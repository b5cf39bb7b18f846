//! Indexed triangle meshes and the operations that produce them.
//!
//! The [`Mesh`] type is a plain bag of parallel buffers (positions, optional
//! normals and UVs, triangle indices, material groups) with no ties to any
//! rendering host; renderers consume the buffers directly.
//!
//! Generation paths:
//!
//! - [`MeshBuilder`] — incremental vertex/triangle assembly.
//! - [`primitives`] — box, plane, cylinder, cone, sphere, torus, dodecahedron.
//! - [`lathe`] — revolve a 2D profile around the Y axis.
//! - [`extrude`] — extrude a closed 2D outline (with holes) along Z.
//! - [`merge`] / [`merge_grouped`] / [`merge_transformed`] — compose meshes.

mod builder;
mod combine;
mod extrude;
mod lathe;
mod mesh;

pub mod primitives;

pub use builder::MeshBuilder;
pub use combine::{merge, merge_grouped, merge_transformed};
pub use extrude::{ExtrudeError, extrude};
pub use lathe::lathe;
pub use mesh::{Mesh, MeshGroup};
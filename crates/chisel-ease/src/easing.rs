//! Easing functions.
//!
//! The in/out/in-out families are the standard penner-style curves. The
//! remaining variants (concave, convex, gaussian, logarithmic, inverse) are
//! saturation/charge curves with deliberately non-exact endpoints; their
//! endpoint values are documented per variant and locked by tests.

use serde::{Deserialize, Serialize};
use std::f32::consts::{FRAC_PI_2, PI};

/// A scalar easing curve evaluated over `t` in `[0, 1]`.
///
/// Input is clamped to `[0, 1]` before evaluation.
#[derive(Debug, Clone, Copy, PartialEq, Eq, Default, Serialize, Deserialize)]
pub enum Easing {
    /// Identity: `t`
    #[default]
    Linear,

    /// `1 - cos(t * pi/2)`
    SineIn,
    /// `sin(t * pi/2)`
    SineOut,
    /// `-cos(t * pi) / 2 + 0.5`
    SineInOut,

    /// `t^2`
    QuadIn,
    /// `1 - (1 - t)^2`
    QuadOut,
    /// Piecewise: `2t^2` then `1 - (-2t + 2)^2 / 2`
    QuadInOut,

    /// `t^3`
    CubicIn,
    /// `1 - (1 - t)^3`
    CubicOut,
    /// Piecewise: `4t^3` then `1 - (-2t + 2)^3 / 2`
    CubicInOut,

    /// `t^4`
    QuartIn,
    /// `1 - (1 - t)^4`
    QuartOut,
    /// Piecewise: `8t^4` then `1 - (-2t + 2)^4 / 2`
    QuartInOut,

    /// `t^5`
    QuintIn,
    /// `1 - (1 - t)^5`
    QuintOut,
    /// Piecewise: `16t^5` then `1 - (-2t + 2)^5 / 2`
    QuintInOut,

    /// `2^(10t - 10)`, exactly 0 at t = 0.
    ExpoIn,
    /// `1 - 2^(-10t)`, exactly 1 at t = 1.
    ExpoOut,
    /// Piecewise exponential.
    ExpoInOut,

    /// `1 - sqrt(1 - t^2)`
    CircIn,
    /// `sqrt(1 - (t - 1)^2)`
    CircOut,
    /// Piecewise circular.
    CircInOut,

    /// Cubic Hermite: `t^2 (3 - 2t)`
    Smoothstep,
    /// `1 - exp(-4t)` — exact 0 at t = 0, ~0.982 at t = 1.
    Concave,
    /// `exp(4t - 4)` — ~0.018 at t = 0, exact 1 at t = 1.
    Convex,
    /// `1 - ln(t) / ln(0.001)` with `t` floored at 0.001 — 0 at the floor,
    /// exact 1 at t = 1.
    Logarithmic,
    /// `sqrt(t)`
    Sqrt,
    /// `9t / (1 + 9t)` — exact 0 at t = 0, 0.9 at t = 1.
    InverseCurve,
    /// `exp(-8 (1 - t)^2)` — ~0.0003 at t = 0, exact 1 at t = 1.
    Gaussian,
}

impl Easing {
    /// Evaluates the easing at `t`, clamped to `[0, 1]`.
    pub fn eval(self, t: f32) -> f32 {
        let t = t.clamp(0.0, 1.0);
        match self {
            Easing::Linear => t,

            Easing::SineIn => 1.0 - (t * FRAC_PI_2).cos(),
            Easing::SineOut => (t * FRAC_PI_2).sin(),
            Easing::SineInOut => -(t * PI).cos() / 2.0 + 0.5,

            Easing::QuadIn => t * t,
            Easing::QuadOut => 1.0 - (1.0 - t) * (1.0 - t),
            Easing::QuadInOut => in_out(t, 2),
            Easing::CubicIn => t * t * t,
            Easing::CubicOut => 1.0 - (1.0 - t).powi(3),
            Easing::CubicInOut => in_out(t, 3),
            Easing::QuartIn => t.powi(4),
            Easing::QuartOut => 1.0 - (1.0 - t).powi(4),
            Easing::QuartInOut => in_out(t, 4),
            Easing::QuintIn => t.powi(5),
            Easing::QuintOut => 1.0 - (1.0 - t).powi(5),
            Easing::QuintInOut => in_out(t, 5),

            Easing::ExpoIn => {
                if t == 0.0 {
                    0.0
                } else {
                    (10.0 * t - 10.0).exp2()
                }
            }
            Easing::ExpoOut => {
                if t == 1.0 {
                    1.0
                } else {
                    1.0 - (-10.0 * t).exp2()
                }
            }
            Easing::ExpoInOut => {
                if t == 0.0 {
                    0.0
                } else if t == 1.0 {
                    1.0
                } else if t < 0.5 {
                    (20.0 * t - 10.0).exp2() / 2.0
                } else {
                    (2.0 - (-20.0 * t + 10.0).exp2()) / 2.0
                }
            }

            Easing::CircIn => 1.0 - (1.0 - t * t).sqrt(),
            Easing::CircOut => (1.0 - (t - 1.0) * (t - 1.0)).sqrt(),
            Easing::CircInOut => {
                if t < 0.5 {
                    (1.0 - (1.0 - (2.0 * t) * (2.0 * t)).sqrt()) / 2.0
                } else {
                    let u = -2.0 * t + 2.0;
                    ((1.0 - u * u).sqrt() + 1.0) / 2.0
                }
            }

            Easing::Smoothstep => t * t * (3.0 - 2.0 * t),
            Easing::Concave => 1.0 - (-4.0 * t).exp(),
            Easing::Convex => (4.0 * t - 4.0).exp(),
            Easing::Logarithmic => 1.0 - t.max(0.001).ln() / 0.001_f32.ln(),
            Easing::Sqrt => t.sqrt(),
            Easing::InverseCurve => 9.0 * t / (1.0 + 9.0 * t),
            Easing::Gaussian => (-8.0 * (1.0 - t) * (1.0 - t)).exp(),
        }
    }
}

/// Shared in-out shape: `2^(n-1) t^n` for the first half, mirrored for the
/// second (`1 - (-2t + 2)^n / 2`).
#[inline]
fn in_out(t: f32, n: i32) -> f32 {
    if t < 0.5 {
        (2.0f32).powi(n - 1) * t.powi(n)
    } else {
        1.0 - (-2.0 * t + 2.0).powi(n) / 2.0
    }
}
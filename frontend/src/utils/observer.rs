use std::cell::RefCell;
use std::rc::Rc;

use js_sys::Array;
use wasm_bindgen::prelude::Closure;
use wasm_bindgen::{JsCast, JsValue};
use web_sys::{Element, IntersectionObserver, IntersectionObserverEntry, IntersectionObserverInit};
use yew::Callback;

use crate::error::DomError;
use crate::motion::reveal::{ObservationHandle, Region, RevealWatch, VisibilityEntry};

const ROOT_MARGIN: &str = "0px";

pub struct ViewportObserver {
    observer: IntersectionObserver,
}

impl ObservationHandle for ViewportObserver {
    fn disconnect(&mut self) {
        self.observer.disconnect();
    }
}

type WatchSlot = Rc<RefCell<Option<RevealWatch<ViewportObserver>>>>;

/// Watches one region until it first becomes visible enough.
///
/// The observer disconnects itself when the region fires; dropping the
/// binding disconnects it if that never happened.
pub struct RevealBinding {
    watch: WatchSlot,
    _callback: Closure<dyn FnMut(Array)>,
}

impl RevealBinding {
    pub fn attach(element: &Element, region: Region, on_fire: Callback<()>) -> Result<Self, DomError> {
        let watch: WatchSlot = Rc::new(RefCell::new(None));

        let callback = {
            let watch = Rc::downgrade(&watch);
            Closure::<dyn FnMut(Array)>::new(move |entries: Array| {
                let Some(watch) = watch.upgrade() else {
                    return;
                };
                let fired = match watch.borrow_mut().as_mut() {
                    Some(watch) => watch.on_entries(
                        entries
                            .iter()
                            .filter_map(|entry| entry.dyn_into::<IntersectionObserverEntry>().ok())
                            .map(|entry| visibility_of(&entry)),
                    ),
                    None => false,
                };
                if fired {
                    log::debug!("revealing {}", region.name());
                    on_fire.emit(());
                }
            })
        };

        let options = IntersectionObserverInit::new();
        let thresholds: Array = region
            .observer_thresholds()
            .into_iter()
            .map(JsValue::from_f64)
            .collect();
        options.set_threshold(&thresholds);
        options.set_root_margin(ROOT_MARGIN);
        let observer =
            IntersectionObserver::new_with_options(callback.as_ref().unchecked_ref(), &options)
                .map_err(DomError::js("creating intersection observer"))?;
        observer.observe(element);
        *watch.borrow_mut() = Some(RevealWatch::new(region, ViewportObserver { observer }));

        Ok(Self {
            watch,
            _callback: callback,
        })
    }
}

fn visibility_of(entry: &IntersectionObserverEntry) -> VisibilityEntry {
    let root_coverage = match entry.root_bounds() {
        Some(root) if root.height() > 0.0 => entry.intersection_rect().height() / root.height(),
        _ => 0.0,
    };
    VisibilityEntry {
        is_intersecting: entry.is_intersecting(),
        ratio: entry.intersection_ratio(),
        root_coverage,
    }
}

impl Drop for RevealBinding {
    fn drop(&mut self) {
        let watch = self.watch.borrow_mut().take();
        if let Some(mut watch) = watch {
            watch.dispose();
        }
    }
}
use wasm_bindgen::prelude::Closure;
use wasm_bindgen::JsCast;
use web_sys::{AddEventListenerOptions, Document, Element, Storage, Window};

use crate::error::DomError;

pub fn window() -> Result<Window, DomError> {
    web_sys::window().ok_or(DomError::NoWindow)
}

pub fn document() -> Result<Document, DomError> {
    window()?.document().ok_or(DomError::NoDocument)
}

/// `<html>`, where the theme class lives.
pub fn root_element() -> Result<Element, DomError> {
    document()?.document_element().ok_or(DomError::NoRootElement)
}

pub fn local_storage() -> Result<Storage, DomError> {
    window()?
        .local_storage()
        .map_err(DomError::js("opening local storage"))?
        .ok_or(DomError::NoStorage)
}

/// Current vertical scroll offset. Reads as the top of the page if the
/// browser refuses to answer.
pub fn scroll_y(window: &Window) -> f64 {
    window.scroll_y().unwrap_or(0.0)
}

/// A passive `scroll` listener on the window, removed on drop.
pub struct ScrollListener {
    window: Window,
    callback: Closure<dyn FnMut()>,
}

impl ScrollListener {
    pub fn attach<F>(window: &Window, handler: F) -> Result<Self, DomError>
    where
        F: FnMut() + 'static,
    {
        let callback = Closure::<dyn FnMut()>::new(handler);
        let options = AddEventListenerOptions::new();
        options.set_passive(true);
        window
            .add_event_listener_with_callback_and_add_event_listener_options(
                "scroll",
                callback.as_ref().unchecked_ref(),
                &options,
            )
            .map_err(DomError::js("adding scroll listener"))?;
        Ok(Self {
            window: window.clone(),
            callback,
        })
    }
}

impl Drop for ScrollListener {
    fn drop(&mut self) {
        if let Err(err) = self
            .window
            .remove_event_listener_with_callback("scroll", self.callback.as_ref().unchecked_ref())
        {
            log::warn!("failed to remove scroll listener: {:?}", err);
        }
    }
}
//! Build-time settings and page copy.
//!
//! `LANDING_VARIANT` (`showcase` or `classic`) and `LANDING_CONTACT_URL` are
//! read from the environment at compile time.

use std::str::FromStr;

use crate::error::ParseVariantError;

const DEFAULT_CONTACT_URL: &str = "https://trylintel.com";
pub const SLIDES_URL: &str = "https://slides.trylintel.com";

/// In-page sections reachable from the navigation: (fragment id, label).
pub const NAV_SECTIONS: [(&str, &str); 3] = [
    ("problem", "Problem"),
    ("features", "Features"),
    ("team", "Team"),
];

/// The classic header lists features first.
pub const CLASSIC_NAV_SECTIONS: [(&str, &str); 3] = [
    ("features", "Features"),
    ("problem", "Problem"),
    ("team", "Team"),
];

pub fn get_contact_url() -> &'static str {
    option_env!("LANDING_CONTACT_URL").unwrap_or(DEFAULT_CONTACT_URL)
}

/// How the header reacts to scrolling.
#[derive(Debug, Clone, Copy, PartialEq, Eq)]
pub enum HeaderMode {
    /// Floating header morphing with damped scroll progress.
    Continuous,
    /// Fixed bar that switches look past a scroll offset.
    Threshold,
}

#[derive(Debug, Clone, Copy, PartialEq, Eq, Default)]
pub enum PageVariant {
    #[default]
    Showcase,
    Classic,
}

impl FromStr for PageVariant {
    type Err = ParseVariantError;

    fn from_str(s: &str) -> Result<Self, Self::Err> {
        match s.trim().to_ascii_lowercase().as_str() {
            "showcase" => Ok(PageVariant::Showcase),
            "classic" => Ok(PageVariant::Classic),
            _ => Err(ParseVariantError(s.to_string())),
        }
    }
}

impl PageVariant {
    /// Variant picked at build time. Unknown names fall back to the default.
    pub fn active() -> Self {
        Self::resolve(option_env!("LANDING_VARIANT"))
    }

    fn resolve(raw: Option<&str>) -> Self {
        match raw.map(str::parse) {
            None => PageVariant::default(),
            Some(Ok(variant)) => variant,
            Some(Err(err)) => {
                log::warn!("{}, using default", err);
                PageVariant::default()
            }
        }
    }

    pub fn content(self) -> &'static PageContent {
        match self {
            PageVariant::Showcase => &SHOWCASE,
            PageVariant::Classic => &CLASSIC,
        }
    }
}

#[derive(Debug, PartialEq)]
pub struct ProblemCard {
    pub icon: &'static str,
    pub title: &'static str,
    pub body: &'static str,
}

#[derive(Debug, PartialEq)]
pub struct Stat {
    pub value: &'static str,
    pub label: &'static str,
}

#[derive(Debug, PartialEq)]
pub struct FeatureCard {
    pub title: &'static str,
    pub video: &'static str,
    pub caption: &'static str,
}

#[derive(Debug, PartialEq)]
pub struct TeamMember {
    pub name: &'static str,
    pub role: &'static str,
    pub bio: &'static str,
    pub photo: &'static str,
    pub photo_class: &'static str,
    pub photo_position: &'static str,
    pub linkedin: &'static str,
}

#[derive(Debug, PartialEq)]
pub struct PageContent {
    pub brand: &'static str,
    pub header_mode: HeaderMode,
    pub logo: &'static str,
    pub logo_on_dark: &'static str,
    pub logo_on_light: &'static str,
    pub hero_badge: &'static str,
    pub hero_title: &'static str,
    pub hero_body: &'static str,
    pub hero_image: &'static str,
    pub hero_video_embed: &'static str,
    pub problem_title: &'static str,
    pub problem_body: &'static str,
    pub counter_prefix: &'static str,
    /// Shown once the count has landed, if set.
    pub counter_suffix: Option<&'static str>,
    pub counter_label: &'static str,
    pub stats: &'static [Stat],
    pub problems: &'static [ProblemCard],
    pub features_title: &'static str,
    pub features_body: &'static str,
    pub features: &'static [FeatureCard],
    pub team_title: &'static str,
    pub team_body: &'static str,
    pub team: &'static [TeamMember],
    pub tagline: &'static str,
    pub pilot_note: &'static str,
}

const STATS: &[Stat] = &[
    Stat {
        value: "6,400 hrs",
        label: "spent reviewing documents",
    },
    Stat {
        value: "$864K",
        label: "RFI processing cost",
    },
];

const PROBLEMS: &[ProblemCard] = &[
    ProblemCard {
        icon: "fa-regular fa-clock",
        title: "Scope Gaps and Ambiguities",
        body: "Project scopes are often missing critical details and leave specifics to interpretation, causing contractor conflict and rework.",
    },
    ProblemCard {
        icon: "fa-solid fa-file-circle-xmark",
        title: "Plan Conflicts",
        body: "Drawings don't match specs, and conflicts make their way to the site, causing rework and delays.",
    },
    ProblemCard {
        icon: "fa-solid fa-triangle-exclamation",
        title: "Regulatory Non-Compliance",
        body: "Regulatory issues are caught during inspections that existed since design, causing delays and potential fines.",
    },
];

const FEATURES: &[FeatureCard] = &[
    FeatureCard {
        title: "Automated Issue Detection",
        video: "/demo-video-1.mp4",
        caption: "AI-powered scanning identifies contradictions across drawings, specs, and schedules in real-time",
    },
    FeatureCard {
        title: "Streamlined RFI Process",
        video: "/demo-video-2.mp4",
        caption: "Generate and send RFIs directly from detected issues with all context and evidence attached to Procore in one click",
    },
    FeatureCard {
        title: "Evidence-Based Insights",
        video: "/demo-video-3.mp4",
        caption: "Every issue comes with precise source-page references, making verification instant and auditable",
    },
    FeatureCard {
        title: "AI-Driven Document Actions",
        video: "/demo-video-4.mp4",
        caption: "Ask Lintel AI questions across your entire construction document set and get instant, accurate answers with citations",
    },
];

const TEAM: &[TeamMember] = &[
    TeamMember {
        name: "Ibrahim Mohsin",
        role: "CEO · UNC Chapel Hill",
        bio: "Built SMS-based RAG AI connecting thousands of government resources for elderly caregivers in Western North Carolina. Founded Workly, a gig marketplace reaching 400+ users and $4K+ job volume in three months.",
        photo: "/ibrahim-mohsin-headshot.JPG",
        photo_class: "object-cover scale-125",
        photo_position: "center 5%",
        linkedin: "https://www.linkedin.com/in/ibrahim-mohsin-16a1b8261/",
    },
    TeamMember {
        name: "Jathan Pai",
        role: "CTO · Claremont McKenna College",
        bio: "400+ hours reviewing civil engineering documents during internship work. Conducted research at Caltech and Vanderbilt Medical School, and led housing policy research at the Rose Institute.",
        photo: "/jathan-pai2.jpeg",
        photo_class: "object-cover",
        photo_position: "center 0%",
        linkedin: "https://www.linkedin.com/in/jathan-pai/",
    },
];

pub static SHOWCASE: PageContent = SHOWCASE_FIELDS;

pub static CLASSIC: PageContent = PageContent {
    header_mode: HeaderMode::Threshold,
    counter_prefix: "",
    counter_suffix: Some("+"),
    ..SHOWCASE_FIELDS
};

// Struct update needs a const, not a static, as its base.
const SHOWCASE_FIELDS: PageContent = PageContent {
    brand: "Lintel",
    header_mode: HeaderMode::Continuous,
    logo: "/Lintel_Logo.png",
    logo_on_dark: "/lintel-logo3.png",
    logo_on_light: "/lintel-logo-dark.png",
    hero_badge: "AI-powered risk detection for construction documents",
    hero_title: "Catch risks before they land on-site.",
    hero_body: "Lintel's AI continuously scans your entire project document set, detecting contradictions and compliance risks with citations for instant verification.",
    hero_image: "/blueprint-clashes.png",
    hero_video_embed: "https://www.youtube.com/embed/4BzjUq921Y4?autoplay=1&mute=1&loop=1&playlist=4BzjUq921Y4&controls=0&rel=0&modestbranding=1&playsinline=1&fs=0&showinfo=0&iv_load_policy=3&disablekb=1&enablejsapi=1&vq=hd1080",
    problem_title: "Construction loses $100B+ annually to poor documentation",
    problem_body: "We spoke with 50+ construction and engineering professionals about top causes of cost overruns. The same pain points emerged.",
    counter_prefix: "~",
    counter_suffix: None,
    counter_label: "RFIs per project",
    stats: STATS,
    problems: PROBLEMS,
    features_title: "Built for how construction teams actually work",
    features_body: "From contradiction detection to RFI-ready packets, Lintel turns document risk into action.",
    features: FEATURES,
    team_title: "The right team for this problem",
    team_body: "5+ years building together across robotics, debate, and research.",
    team: TEAM,
    tagline: "AI-powered risk detection for construction documents.",
    pilot_note: "Seeking design partners for Q2 2026 pilot deployments.",
};

#[cfg(test)]
mod tests {
    use super::*;

    #[test]
    fn parses_variant_names() {
        assert_eq!("showcase".parse::<PageVariant>(), Ok(PageVariant::Showcase));
        assert_eq!(" Classic ".parse::<PageVariant>(), Ok(PageVariant::Classic));
        assert_eq!(
            "retro".parse::<PageVariant>(),
            Err(ParseVariantError("retro".to_string()))
        );
    }

    #[test]
    fn unknown_or_missing_variant_falls_back() {
        assert_eq!(PageVariant::resolve(None), PageVariant::Showcase);
        assert_eq!(PageVariant::resolve(Some("nope")), PageVariant::Showcase);
        assert_eq!(PageVariant::resolve(Some("classic")), PageVariant::Classic);
    }

    #[test]
    fn variants_share_copy_but_not_behaviour() {
        let showcase = PageVariant::Showcase.content();
        let classic = PageVariant::Classic.content();
        assert_eq!(showcase.header_mode, HeaderMode::Continuous);
        assert_eq!(classic.header_mode, HeaderMode::Threshold);
        assert_eq!(classic.counter_suffix, Some("+"));
        assert_eq!(showcase.hero_title, classic.hero_title);
        assert_eq!(showcase.features.len(), 4);
        assert_eq!(showcase.team.len(), 2);
    }

    #[test]
    fn every_asset_is_shipped_from_public() {
        let manifest = include_str!("../public/README.md");
        let index = include_str!("../index.html");
        assert!(index.contains(r#"<link data-trunk rel="copy-dir" href="public" />"#));

        for content in [&SHOWCASE, &CLASSIC] {
            let mut assets = vec![
                content.logo,
                content.logo_on_dark,
                content.logo_on_light,
                content.hero_image,
            ];
            assets.extend(content.features.iter().map(|feature| feature.video));
            assets.extend(content.team.iter().map(|member| member.photo));
            for asset in assets {
                assert!(asset.starts_with('/'), "{asset} is not root-relative");
                assert!(
                    manifest.contains(&format!("`{asset}`")),
                    "{asset} missing from public/README.md"
                );
            }
        }
    }

    #[test]
    fn both_navs_cover_the_same_anchors() {
        let ids = |nav: &[(&'static str, &'static str)]| nav.iter().map(|(id, _)| *id).collect::<Vec<_>>();
        assert_eq!(ids(&NAV_SECTIONS), ["problem", "features", "team"]);
        assert_eq!(ids(&CLASSIC_NAV_SECTIONS), ["features", "problem", "team"]);
    }
}
use lintel_landing::config::PageVariant;
use lintel_landing::App;

fn main() {
    wasm_logger::init(wasm_logger::Config::new(log::Level::Info));
    gloo_console::log!(format!("lintel landing, variant {:?}", PageVariant::active()));
    yew::Renderer::<App>::new().render();
}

-------

§ **Task item**
Tally each line above that includes "README". Reply with the total only.

§ **Exercise response**
2